### Dataset entries:
───
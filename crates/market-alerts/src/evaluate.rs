//! Condition Evaluation
//!
//! Pure functions: given fixed indicator inputs the outcome is fully
//! determined, so rules can be evaluated and tested without any I/O.

use assistant_core::ConditionKind;
use rust_decimal::Decimal;

use crate::error::{AlertError, Result};
use crate::model::{Divergence, DivergenceKind, IndicatorSeries, MarketSnapshot};

/// Periods compared by the divergence check
pub const DIVERGENCE_LOOKBACK: usize = 14;

/// Whether `kind` holds for the snapshot
///
/// - price/RSI conditions are strict comparisons
/// - `PriceCrossesEma` holds while price is within `threshold` of the EMA
/// - `RsiDivergence` ignores the threshold and holds when a divergence was
///   detected
pub fn evaluate_condition(
    kind: ConditionKind,
    snapshot: &MarketSnapshot,
    threshold: Decimal,
) -> bool {
    let ind = &snapshot.indicators;
    match kind {
        ConditionKind::PriceAbove => ind.price > threshold,
        ConditionKind::PriceBelow => ind.price < threshold,
        ConditionKind::RsiAbove => ind.rsi > threshold,
        ConditionKind::RsiBelow => ind.rsi < threshold,
        ConditionKind::PriceCrossesEma => (ind.price - ind.ema).abs() < threshold,
        ConditionKind::RsiDivergence => snapshot
            .divergence
            .as_ref()
            .is_some_and(Divergence::is_present),
    }
}

#[derive(PartialEq, Eq)]
enum Direction {
    Up,
    Down,
}

fn direction(values: &[Decimal]) -> Direction {
    match (values.first(), values.last()) {
        (Some(first), Some(last)) if last > first => Direction::Up,
        _ => Direction::Down,
    }
}

/// Compare price and RSI direction over the last `DIVERGENCE_LOOKBACK`
/// periods of `series`
pub fn detect_divergence(series: &IndicatorSeries) -> Result<Divergence> {
    let n = series.len();
    if n < 2 {
        return Err(AlertError::MarketData(format!(
            "need at least 2 periods for divergence, got {n}"
        )));
    }

    let window = n.min(DIVERGENCE_LOOKBACK);
    let closes = &series.closes[series.closes.len() - window..];
    let rsi = &series.rsi[series.rsi.len() - window..];

    let kind = match (direction(closes), direction(rsi)) {
        (Direction::Up, Direction::Down) => Some(DivergenceKind::Bearish),
        (Direction::Down, Direction::Up) => Some(DivergenceKind::Bullish),
        _ => None,
    };

    Ok(Divergence {
        kind,
        price: closes[window - 1],
        rsi: rsi[window - 1],
    })
}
───
### WORK REQUEST:
The reply is to be an exact repeat of the records above.

### SOLUTION:
filename crates/market-alerts/src/evaluate.rs
//! Condition Evaluation
//!
//! Pure functions: given fixed indicator inputs the outcome is fully
//! determined, so rules can be evaluated and tested without any I/O.

use assistant_core::ConditionKind;
use rust_decimal::Decimal;

use crate::error::{AlertError, Result};
use crate::model::{Divergence, DivergenceKind, IndicatorSeries, MarketSnapshot};

/// Periods compared by the divergence check
pub const DIVERGENCE_LOOKBACK: usize = 14;

/// Whether `kind` holds for the snapshot
///
/// - price/RSI conditions are strict comparisons
/// - `PriceCrossesEma` holds while price is within `threshold` of the EMA
/// - `RsiDivergence` ignores the threshold and holds when a divergence was
///   detected
pub fn evaluate_condition(
    kind: ConditionKind,
    snapshot: &MarketSnapshot,
    threshold: Decimal,
) -> bool {
    let ind = &snapshot.indicators;
    match kind {
        ConditionKind::PriceAbove => ind.price > threshold,
        ConditionKind::PriceBelow => ind.price < threshold,
        ConditionKind::RsiAbove => ind.rsi > threshold,
        ConditionKind::RsiBelow => ind.rsi < threshold,
        ConditionKind::PriceCrossesEma => (ind.price - ind.ema).abs() < threshold,
        ConditionKind::RsiDivergence => snapshot
            .divergence
            .as_ref()
            .is_some_and(Divergence::is_present),
    }
}

#[derive(PartialEq, Eq)]
enum Direction {
    Up,
    Down,
}

fn direction(values: &[Decimal]) -> Direction {
    match (values.first(), values.last()) {
        (Some(first), Some(last)) if last > first => Direction::Up,
        _ => Direction::Down,
    }
}

/// Compare price and RSI direction over the last `DIVERGENCE_LOOKBACK`
/// periods of `series`
pub fn detect_divergence(series: &IndicatorSeries) -> Result<Divergence> {
    let n = series.len();
    if n < 2 {
        return Err(AlertError::MarketData(format!(
            "need at least 2 periods for divergence, got {n}"
        )));
    }

    let window = n.min(DIVERGENCE_LOOKBACK);
    let closes = &series.closes[series.closes.len() - window..];
    let rsi = &series.rsi[series.rsi.len() - window..];

    let kind = match (direction(closes), direction(rsi)) {
        (Direction::Up, Direction::Down) => Some(DivergenceKind::Bearish),
        (Direction::Down, Direction::Up) => Some(DivergenceKind::Bullish),
        _ => None,
    };

    Ok(Divergence {
        kind,
        price: closes[window - 1],
        rsi: rsi[window - 1],
    })
}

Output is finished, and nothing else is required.